J'ai si mal et si gauchement défendu mes amis turcs, dans une lettre récente, que je veux y ajouter ceci comme un post-scriptum. J'avais parlé de fuyards, parce qu'on me l'avait dit. Dieu merci, c'étaient des fuyards isolés ; les nouveaux détails venus de là-bas leur laissent leur couronne de gloire : ils se sont battus comme des lions, malgré la faim qui leur torturait les entrailles, malgré l'insuffisance présomptueuse d'un gouvernement qui les laissait manquer du nécessaire. Hélas! à mesure que les événements se précipitent et que nous approchons de la convulsion suprême, les nations européennes, la Prusse surtout, leur ex-amie, montrent une facilité à renier la parole donnée, une aisance dans la fourberie, qui sont de plus en plus stupéfiantes. Peut-être serait-il sage de se rappeler que le Sultan n'est pas que l'empereur des Turcs, mais qu'il est aussi le Khalife vénéré par tant de millions et de millions de croyants jusqu'au fond de l'Asie et jusqu'au fond de l'Afrique ; à ce titre, il mériterait sans doute quelque considération, surtout de la part de l'Angleterre qui est, à cause de l'Inde, la plus grande des puissances musulmanes ; peut-être serait-il de bonne politique de ne pas permettre qu'on le chasse de la ville et des mosquées saintes.
Pauvres Turcs, abandonnés et trompés par tous, volés sur leur matériel de marine et volés sur leur matériel de guerre, il leur fallait aussi le coup de pied de l'âne, et certaine presse le leur donne : on les insulte et les raille, alors qu'ils viennent de laisser, sur la terre détrempée de leurs champs, cinquante mille morts si glorieusement tombés pour la cause de l'Islam. Je suis injurié du même coup, bien entendu, et je m'en sens fier ; il est toujours honorable de l'être pour avoir pris la défense et demandé la grâce de vaincus que tout le monde accable.
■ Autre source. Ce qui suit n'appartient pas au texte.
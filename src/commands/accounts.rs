// Copyright (c) AlphaVelocity.
// All rights reserved.
//
// This source code is licensed under the license found in the
// LICENSE file in the root directory of this source tree.

use anyhow::Result;

use super::App;
use crate::api;
use crate::cache::{self, CacheKey};
use crate::models::{Account, AccountPatch, AccountType, NewAccount};
use crate::utils::{maybe_print_json, pretty_table};

pub fn handle(app: &App, m: &clap::ArgMatches) -> Result<()> {
    match m.subcommand() {
        Some(("add", sub)) => {
            let name = sub.get_one::<String>("name").unwrap();
            let kind: AccountType = sub.get_one::<String>("type").unwrap().parse()?;
            let created = app.cache.mutate(
                cache::ACCOUNTS,
                "Account created",
                "Failed to create account",
                || {
                    api::accounts::create(
                        &app.client,
                        &NewAccount {
                            name: name.clone(),
                            kind,
                        },
                    )
                },
            )?;
            println!("Added account '{}' ({})", created.name, created.kind);
        }
        Some(("list", sub)) => {
            let accounts = list(app)?;
            if !maybe_print_json(sub.get_flag("json"), sub.get_flag("jsonl"), &accounts)? {
                let rows = accounts
                    .iter()
                    .map(|a| {
                        vec![
                            a.id.clone(),
                            a.name.clone(),
                            a.kind.to_string(),
                            a.created_at.format("%Y-%m-%d").to_string(),
                        ]
                    })
                    .collect();
                println!("{}", pretty_table(&["ID", "Name", "Type", "Created"], rows));
            }
        }
        Some(("edit", sub)) => {
            let id = sub.get_one::<String>("id").unwrap();
            let patch = AccountPatch {
                name: sub.get_one::<String>("name").cloned(),
                kind: sub
                    .get_one::<String>("type")
                    .map(|s| s.parse())
                    .transpose()?,
            };
            let updated = app.cache.mutate(
                cache::ACCOUNTS,
                "Account updated",
                "Failed to update account",
                || api::accounts::update(&app.client, id, &patch),
            )?;
            println!("Updated account '{}'", updated.name);
        }
        Some(("rm", sub)) => {
            let id = sub.get_one::<String>("id").unwrap();
            app.cache.mutate(
                cache::ACCOUNTS,
                "Account deleted",
                "Failed to delete account",
                || api::accounts::delete(&app.client, id),
            )?;
        }
        _ => {}
    }
    Ok(())
}

pub fn list(app: &App) -> Result<Vec<Account>> {
    let key = CacheKey::new(cache::ACCOUNTS, &());
    Ok(app
        .cache
        .query(&key, || api::accounts::list(&app.client))?)
}
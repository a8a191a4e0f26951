// Copyright (c) AlphaVelocity.
// All rights reserved.
//
// This source code is licensed under the license found in the
// LICENSE file in the root directory of this source tree.

use anyhow::Result;

use super::App;
use crate::api;
use crate::cache::{self, CacheKey};
use crate::models::{Category, CategoryKind, CategoryPatch, NewCategory};
use crate::utils::{maybe_print_json, pretty_table};

pub fn handle(app: &App, m: &clap::ArgMatches) -> Result<()> {
    match m.subcommand() {
        Some(("add", sub)) => {
            let name = sub.get_one::<String>("name").unwrap();
            let kind: CategoryKind = sub.get_one::<String>("type").unwrap().parse()?;
            let new = NewCategory {
                name: name.clone(),
                kind,
                icon: sub.get_one::<String>("icon").cloned(),
                color: sub.get_one::<String>("color").cloned(),
            };
            let created = app.cache.mutate(
                cache::CATEGORIES,
                "Category created",
                "Failed to create category",
                || api::categories::create(&app.client, &new),
            )?;
            println!("Added category '{}' ({})", created.name, created.kind);
        }
        Some(("list", sub)) => {
            let categories = list(app)?;
            if !maybe_print_json(sub.get_flag("json"), sub.get_flag("jsonl"), &categories)? {
                let rows = categories
                    .iter()
                    .map(|c| {
                        vec![
                            c.id.clone(),
                            c.name.clone(),
                            c.kind.to_string(),
                            c.icon.clone().unwrap_or_default(),
                            c.created_at.format("%Y-%m-%d").to_string(),
                        ]
                    })
                    .collect();
                println!(
                    "{}",
                    pretty_table(&["ID", "Name", "Type", "Icon", "Created"], rows)
                );
            }
        }
        Some(("edit", sub)) => {
            let id = sub.get_one::<String>("id").unwrap();
            let patch = CategoryPatch {
                name: sub.get_one::<String>("name").cloned(),
                kind: sub
                    .get_one::<String>("type")
                    .map(|s| s.parse())
                    .transpose()?,
                icon: sub.get_one::<String>("icon").cloned(),
                color: sub.get_one::<String>("color").cloned(),
            };
            let updated = app.cache.mutate(
                cache::CATEGORIES,
                "Category updated",
                "Failed to update category",
                || api::categories::update(&app.client, id, &patch),
            )?;
            println!("Updated category '{}'", updated.name);
        }
        Some(("rm", sub)) => {
            let id = sub.get_one::<String>("id").unwrap();
            app.cache.mutate(
                cache::CATEGORIES,
                "Category deleted",
                "Failed to delete category",
                || api::categories::delete(&app.client, id),
            )?;
        }
        _ => {}
    }
    Ok(())
}

pub fn list(app: &App) -> Result<Vec<Category>> {
    let key = CacheKey::new(cache::CATEGORIES, &());
    Ok(app
        .cache
        .query(&key, || api::categories::list(&app.client))?)
}
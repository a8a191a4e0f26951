// Copyright (c) AlphaVelocity.
// All rights reserved.
//
// This source code is licensed under the license found in the
// LICENSE file in the root directory of this source tree.

use std::sync::Arc;

/// One-shot user-facing outcome channel. The HTTP client notifies once per
/// terminal error class and the cache layer notifies once per mutation
/// outcome; nothing else talks to the user directly.
pub trait Notifier: Send + Sync {
    fn success(&self, message: &str);
    fn error(&self, message: &str);
}

pub type SharedNotifier = Arc<dyn Notifier>;

/// Default notifier for the CLI: successes on stdout, failures on stderr.
pub struct ConsoleNotifier;

impl Notifier for ConsoleNotifier {
    fn success(&self, message: &str) {
        println!("{message}");
    }

    fn error(&self, message: &str) {
        eprintln!("error: {message}");
    }
}
// Copyright (c) AlphaVelocity.
// All rights reserved.
//
// This source code is licensed under the license found in the
// LICENSE file in the root directory of this source tree.

use anyhow::Result;

use super::App;
use crate::api;
use crate::cache::{self, CacheKey};
use crate::models::User;

pub fn handle(app: &App, m: &clap::ArgMatches) -> Result<()> {
    match m.subcommand() {
        Some(("login", sub)) => {
            let email = sub.get_one::<String>("email").unwrap();
            let password = sub.get_one::<String>("password").unwrap();
            let resp = api::auth::login(&app.client, email, password)?;
            app.session.login(resp.token, resp.user.clone())?;
            app.cache.clear();
            println!("Logged in as {}", resp.user.email);
        }
        Some(("register", sub)) => {
            let email = sub.get_one::<String>("email").unwrap();
            let password = sub.get_one::<String>("password").unwrap();
            let resp = api::auth::register(&app.client, email, password)?;
            app.session.login(resp.token, resp.user.clone())?;
            app.cache.clear();
            println!("Registered and logged in as {}", resp.user.email);
        }
        Some(("logout", _)) => {
            app.session.logout()?;
            app.cache.clear();
            println!("Logged out.");
        }
        Some(("whoami", _)) => {
            let key = CacheKey::new(cache::AUTH_ME, &());
            let user: User = app
                .cache
                .query(&key, || api::auth::me(&app.client))?;
            println!(
                "{} (id {}, member since {})",
                user.email,
                user.id,
                user.created_at.format("%Y-%m-%d")
            );
        }
        _ => {}
    }
    Ok(())
}
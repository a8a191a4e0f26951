// Copyright (c) AlphaVelocity.
// All rights reserved.
//
// This source code is licensed under the license found in the
// LICENSE file in the root directory of this source tree.

use chrono::{NaiveDate, TimeZone, Utc};
use fintrack::api::transactions::{build_full_payload, normalize_page};
use fintrack::error::ApiError;
use fintrack::models::{
    Account, AccountType, Category, CategoryKind, Transaction, TransactionDraft,
    TransactionFilters, User,
};
use rust_decimal::Decimal;
use serde_json::{Value, json};

fn wire_tx(i: u32) -> Value {
    json!({
        "id": format!("tx-{i}"),
        "user_id": "u1",
        "account_id": "a1",
        "category_id": "c1",
        "amount": 25,
        "currency": "USD",
        "type": "expense",
        "description": format!("item {i}"),
        "occurred_at": "2025-08-01T00:00:00Z",
        "created_at": "2025-08-01T00:00:00Z",
    })
}

#[test]
fn paginated_envelope_maps_directly() {
    let items: Vec<Value> = (1..=8).map(wire_tx).collect();
    let raw = json!({
        "transactions": items,
        "pagination": {
            "current_page": 2,
            "per_page": 10,
            "total": 18,
            "total_pages": 2,
            "has_next": false,
            "has_prev": true,
        },
    });
    let filters = TransactionFilters {
        account_id: Some("A1".to_string()),
        page: Some(2),
        limit: Some(10),
        ..Default::default()
    };
    let page = normalize_page(raw, &filters).unwrap();
    assert_eq!(page.data.len(), 8);
    assert_eq!(page.total, 18);
    assert_eq!(page.page, 2);
    assert_eq!(page.limit, 10);
    assert_eq!(page.total_pages, 2);
}

#[test]
fn bare_array_is_wrapped_with_computed_page_count() {
    let items: Vec<Value> = (1..=25).map(wire_tx).collect();
    let page = normalize_page(Value::Array(items), &TransactionFilters::default()).unwrap();
    assert_eq!(page.total, 25);
    assert_eq!(page.data.len(), 25);
    assert_eq!(page.page, 1);
    assert_eq!(page.limit, 10);
    assert_eq!(page.total_pages, 3);
}

#[test]
fn bare_array_uses_caller_limit() {
    let items: Vec<Value> = (1..=25).map(wire_tx).collect();
    let filters = TransactionFilters {
        limit: Some(8),
        ..Default::default()
    };
    let page = normalize_page(Value::Array(items), &filters).unwrap();
    assert_eq!(page.limit, 8);
    assert_eq!(page.total_pages, 4);
}

#[test]
fn zero_limit_is_floored_before_page_arithmetic() {
    let items: Vec<Value> = (1..=25).map(wire_tx).collect();
    let filters = TransactionFilters {
        limit: Some(0),
        ..Default::default()
    };
    let page = normalize_page(Value::Array(items), &filters).unwrap();
    assert_eq!(page.limit, 1);
    assert_eq!(page.total, 25);
    assert_eq!(page.total_pages, 25);
}

#[test]
fn missing_pagination_falls_back_to_item_count() {
    let raw = json!({ "transactions": [wire_tx(1), wire_tx(2)] });
    let page = normalize_page(raw, &TransactionFilters::default()).unwrap();
    assert_eq!(page.total, 2);
    assert_eq!(page.data.len() as u64, page.total);
    assert_eq!(page.page, 1);
    assert_eq!(page.total_pages, 1);
}

#[test]
fn best_effort_object_defaults_totals() {
    let page = normalize_page(json!({}), &TransactionFilters::default()).unwrap();
    assert!(page.data.is_empty());
    assert_eq!(page.total, 0);
    assert_eq!(page.page, 1);
    assert_eq!(page.total_pages, 1);

    let raw = json!({ "pagination": { "total": 5 } });
    let page = normalize_page(raw, &TransactionFilters::default()).unwrap();
    assert!(page.data.is_empty());
    assert_eq!(page.total, 5);
}

#[test]
fn non_listing_body_is_rejected() {
    let err = normalize_page(json!("nope"), &TransactionFilters::default()).unwrap_err();
    assert!(matches!(err, ApiError::UnexpectedShape(_)));
}

#[test]
fn nested_objects_get_canonical_timestamps() {
    let mut tx = wire_tx(1);
    tx["account"] = json!({
        "id": "a1",
        "name": "Checking",
        "type": "bank",
        "user_id": "u1",
        "created_at": "2025-07-01T00:00:00Z",
    });
    tx["category"] = json!({
        "id": "c1",
        "name": "Groceries",
        "type": "expense",
        "user_id": "u1",
        "created_at": "2025-07-02T00:00:00Z",
    });
    let page = normalize_page(json!([tx]), &TransactionFilters::default()).unwrap();
    let canonical = &page.data[0];

    let account = serde_json::to_value(canonical.account.as_ref().unwrap()).unwrap();
    assert!(account.get("createdAt").is_some());
    assert!(account.get("created_at").is_none());

    let category = canonical.category.as_ref().unwrap();
    assert_eq!(category.updated_at, category.created_at);
}

#[test]
fn filters_map_to_backend_query_params() {
    let filters = TransactionFilters {
        start_date: Some(NaiveDate::from_ymd_opt(2025, 8, 1).unwrap()),
        end_date: Some(NaiveDate::from_ymd_opt(2025, 8, 31).unwrap()),
        account_id: Some("a1".to_string()),
        kind: Some(CategoryKind::Expense),
        page: Some(2),
        limit: Some(20),
        ..Default::default()
    };
    let params = filters.to_query();
    assert!(params.contains(&("from_date", "2025-08-01".to_string())));
    assert!(params.contains(&("to_date", "2025-08-31".to_string())));
    assert!(params.contains(&("account_id", "a1".to_string())));
    assert!(params.contains(&("type", "expense".to_string())));
    assert!(params.contains(&("page", "2".to_string())));
    assert!(params.contains(&("limit", "20".to_string())));
    // Absent filters are not forwarded at all.
    assert!(!params.iter().any(|(k, _)| *k == "category_id"));
}

fn fixtures() -> (TransactionDraft, Account, Category, User) {
    let when = Utc.with_ymd_and_hms(2025, 8, 15, 0, 0, 0).unwrap();
    let draft = TransactionDraft {
        account_id: "a1".to_string(),
        category_id: "c1".to_string(),
        amount: Decimal::new(4250, 2),
        kind: CategoryKind::Expense,
        currency: "USD".to_string(),
        description: "Weekly groceries".to_string(),
        occurred_at: when,
    };
    let account = Account {
        id: "a1".to_string(),
        user_id: "u1".to_string(),
        name: "Checking".to_string(),
        kind: AccountType::Bank,
        created_at: when,
    };
    let category = Category {
        id: "c1".to_string(),
        user_id: "u1".to_string(),
        name: "Groceries".to_string(),
        kind: CategoryKind::Expense,
        icon: None,
        color: None,
        created_at: when,
        updated_at: None,
    };
    let user = User {
        id: "u1".to_string(),
        email: "me@example.com".to_string(),
        created_at: when,
    };
    (draft, account, category, user)
}

#[test]
fn full_payload_fabricates_manual_raw_event() {
    let (draft, account, category, user) = fixtures();
    let payload = build_full_payload(&draft, &account, &category, &user, None).unwrap();

    assert_eq!(payload["raw_event"]["source"], "manual");
    assert_eq!(payload["raw_event"]["provider_hint"], "manual_entry");
    assert_eq!(payload["raw_event"]["status"], "processed");
    assert_eq!(
        payload["raw_event"]["subject"],
        "Manual transaction: Weekly groceries"
    );
    assert_eq!(payload["raw_event"]["user_id"], "u1");
    assert_eq!(payload["type"], "expense");
    assert_eq!(payload["account"]["name"], "Checking");
    assert_eq!(payload["category"]["name"], "Groceries");
    assert_eq!(payload["user"]["email"], "me@example.com");
    // The ids the form never collects are fabricated, not empty.
    assert!(!payload["id"].as_str().unwrap().is_empty());
    assert_eq!(payload["raw_event_id"], payload["raw_event"]["id"]);
}

#[test]
fn full_payload_preserves_existing_identifiers_on_update() {
    let (draft, account, category, user) = fixtures();
    let existing: Transaction = serde_json::from_value(json!({
        "id": "tx-9",
        "user_id": "u1",
        "account_id": "a1",
        "category_id": "c1",
        "amount": 10,
        "currency": "USD",
        "type": "expense",
        "description": "old",
        "occurred_at": "2025-08-01T00:00:00Z",
        "created_at": "2025-08-01T00:00:00Z",
        "external_id": "ext-9",
        "raw_event_id": "re-9",
    }))
    .unwrap();

    let payload =
        build_full_payload(&draft, &account, &category, &user, Some(&existing)).unwrap();
    assert_eq!(payload["id"], "tx-9");
    assert_eq!(payload["external_id"], "ext-9");
    assert_eq!(payload["raw_event_id"], "re-9");
    assert_eq!(payload["created_at"], "2025-08-01T00:00:00Z");
}

#[test]
fn non_positive_amount_is_rejected_before_any_network_call() {
    let (mut draft, account, category, user) = fixtures();
    draft.amount = Decimal::ZERO;
    let err = build_full_payload(&draft, &account, &category, &user, None).unwrap_err();
    assert!(matches!(err, ApiError::Validation(_)));
}
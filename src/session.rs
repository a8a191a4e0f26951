// Copyright (c) AlphaVelocity.
// All rights reserved.
//
// This source code is licensed under the license found in the
// LICENSE file in the root directory of this source tree.

use std::fs;
use std::path::PathBuf;
use std::sync::{Mutex, PoisonError};

use anyhow::{Context, Result};
use directories::ProjectDirs;
use once_cell::sync::Lazy;
use serde::{Deserialize, Serialize};

use crate::models::User;

static APP: Lazy<(&str, &str, &str)> = Lazy::new(|| ("com.alphavelocity", "Fintrack", "fintrack"));

#[derive(Debug, Default, Clone, Serialize, Deserialize)]
struct SessionState {
    token: Option<String>,
    user: Option<User>,
}

/// Persisted session: bearer token plus user profile, surviving restarts as
/// a JSON file in the platform data dir. The token is the source of truth —
/// a persisted user without a token is discarded on load, and
/// `is_authenticated` is always derived as `token.is_some()`, never stored.
pub struct SessionStore {
    path: PathBuf,
    state: Mutex<SessionState>,
}

impl SessionStore {
    pub fn open() -> Result<Self> {
        let proj = ProjectDirs::from(APP.0, APP.1, APP.2)
            .context("Could not determine platform-specific data dir")?;
        let data_dir = proj.data_dir();
        fs::create_dir_all(data_dir).context("Failed to create data dir")?;
        Ok(Self::load_from(data_dir.join("session.json")))
    }

    /// Rehydrate from `path`; a missing or unreadable file yields an empty
    /// (logged-out) session.
    pub fn load_from(path: PathBuf) -> Self {
        let mut state: SessionState = fs::read_to_string(&path)
            .ok()
            .and_then(|s| serde_json::from_str(&s).ok())
            .unwrap_or_default();
        if state.token.is_none() {
            state.user = None;
        }
        SessionStore {
            path,
            state: Mutex::new(state),
        }
    }

    pub fn login(&self, token: String, user: User) -> Result<()> {
        let mut st = self.lock();
        st.token = Some(token);
        st.user = Some(user);
        self.persist(&st)
    }

    pub fn logout(&self) -> Result<()> {
        let mut st = self.lock();
        st.token = None;
        st.user = None;
        if self.path.exists() {
            fs::remove_file(&self.path)
                .with_context(|| format!("Remove session file {}", self.path.display()))?;
        }
        Ok(())
    }

    /// 401 path: drop the session unconditionally. A failure to remove the
    /// file must not mask the original error, so it is only logged.
    pub fn expire(&self) {
        let mut st = self.lock();
        st.token = None;
        st.user = None;
        drop(st);
        if self.path.exists() {
            if let Err(err) = fs::remove_file(&self.path) {
                tracing::warn!(error = %err, "failed to remove session file");
            }
        }
    }

    pub fn token(&self) -> Option<String> {
        self.lock().token.clone()
    }

    pub fn user(&self) -> Option<User> {
        self.lock().user.clone()
    }

    pub fn is_authenticated(&self) -> bool {
        self.lock().token.is_some()
    }

    fn persist(&self, st: &SessionState) -> Result<()> {
        let tmp = self.path.with_extension("json.tmp");
        fs::write(&tmp, serde_json::to_string_pretty(st)?)
            .with_context(|| format!("Write session file {}", tmp.display()))?;
        fs::rename(&tmp, &self.path)
            .with_context(|| format!("Replace session file {}", self.path.display()))?;
        Ok(())
    }

    fn lock(&self) -> std::sync::MutexGuard<'_, SessionState> {
        self.state.lock().unwrap_or_else(PoisonError::into_inner)
    }
}
//! Mirror command implementation.

use std::sync::Arc;

use anyhow::{Context, Result};
use clap::{Args, Subcommand};
use dipt_core::{ChannelSink, ConfigLoader, EventSink, PullEvent, TracingSink};
use dipt_pull::{HttpProbe, MirrorManager};
use tracing::info;

/// Arguments for the mirror command.
#[derive(Args)]
pub struct MirrorArgs {
    #[command(subcommand)]
    pub command: MirrorCommand,
}

/// Mirror subcommands.
#[derive(Subcommand)]
pub enum MirrorCommand {
    /// List configured mirrors
    List,

    /// Add a mirror
    Add {
        /// Mirror URL (e.g. https://mirror.example.com)
        url: String,
    },

    /// Remove a mirror
    Del {
        /// Mirror URL as configured
        url: String,
    },

    /// Remove all mirrors
    Clear,

    /// Query a mirror's /v2/ endpoint and show the raw answer
    Test {
        /// Mirror URL
        url: String,
    },

    /// Probe every effective mirror concurrently
    Probe,
}

/// Runs the mirror command.
pub async fn run(args: MirrorArgs, verbose: bool) -> Result<()> {
    let loader = ConfigLoader::discover();
    match args.command {
        MirrorCommand::List => {
            let mirrors = loader.mirrors().context("Failed to read mirrors")?;
            if mirrors.is_empty() {
                println!("No mirrors configured");
            }
            for (i, mirror) in mirrors.iter().enumerate() {
                println!("{}. {mirror}", i + 1);
            }
        }
        MirrorCommand::Add { url } => {
            loader
                .add_mirror(&url)
                .with_context(|| format!("Failed to add mirror {url}"))?;
            println!("Added mirror {url}");
        }
        MirrorCommand::Del { url } => {
            loader
                .remove_mirror(&url)
                .with_context(|| format!("Failed to remove mirror {url}"))?;
            println!("Removed mirror {url}");
        }
        MirrorCommand::Clear => {
            loader.clear_mirrors().context("Failed to clear mirrors")?;
            println!("Cleared all mirrors");
        }
        MirrorCommand::Test { url } => test_mirror(&url).await?,
        MirrorCommand::Probe => probe_mirrors(&loader, verbose).await?,
    }
    Ok(())
}

async fn test_mirror(url: &str) -> Result<()> {
    let report = HttpProbe::new()?
        .inspect(url)
        .await
        .with_context(|| format!("Failed to reach mirror {url}"))?;

    println!("GET {}", report.url);
    println!("Status: {}", report.status);
    println!("Headers:");
    for (name, value) in &report.headers {
        println!("  {name}: {value}");
    }
    println!("Body (first 512 bytes):");
    println!("{}", report.body_preview);
    println!();
    if report.available {
        println!("Mirror is usable");
    } else {
        println!("Mirror is not usable (expected status 200 or 401)");
    }
    Ok(())
}

async fn probe_mirrors(loader: &ConfigLoader, verbose: bool) -> Result<()> {
    let config = loader.load().context("Failed to load configuration")?;
    if config.registry.mirrors.is_empty() {
        println!("No mirrors configured");
        return Ok(());
    }
    info!(count = config.registry.mirrors.len(), "Probing mirrors");

    let (sink, mut events) = ChannelSink::new();
    let printer = tokio::spawn(async move {
        let log = TracingSink::new(verbose);
        while let Some(event) = events.recv().await {
            if let PullEvent::Probe(probe) = &event {
                let status = if probe.available { "ok" } else { "unavailable" };
                let detail = probe.error.as_deref().unwrap_or("");
                println!(
                    "{:<40} {:<12} {:>6}ms {detail}",
                    probe.url,
                    status,
                    probe.latency.as_millis()
                );
            }
            log.emit(event);
        }
    });

    let manager = MirrorManager::with_mirrors(
        config.registry.mirrors.iter().cloned(),
        Arc::new(HttpProbe::new()?),
    )
    .with_sink(Arc::new(sink));
    let available = manager.probe_all().await;
    let total = manager.len();
    drop(manager);
    printer.await.context("Probe output task failed")?;

    println!("{available}/{total} mirrors available");
    Ok(())
}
Mon Dieu, je ne fais pas comme les chancelleries européennes, — dont je n'ai malheureusement pas le pouvoir ; — ayant été leur ami de longue date, je le suis plus que jamais dans leur agonie ; c'est le contraire qui serait ignoble. L'honneur d'être injurié pour eux, je le partage, paraît-il, avec Claude Farrère, qui était un de mes officiers quand je commandais en Orient et qui est resté mon ami. « Il n'y a que ces deux-là, écrit-on, qui les défendent! » — Mais je crois bien! Parmi tous les écrivains dont la voix a chance d'être un peu entendue, il n'y a que nous deux qui les connaissons!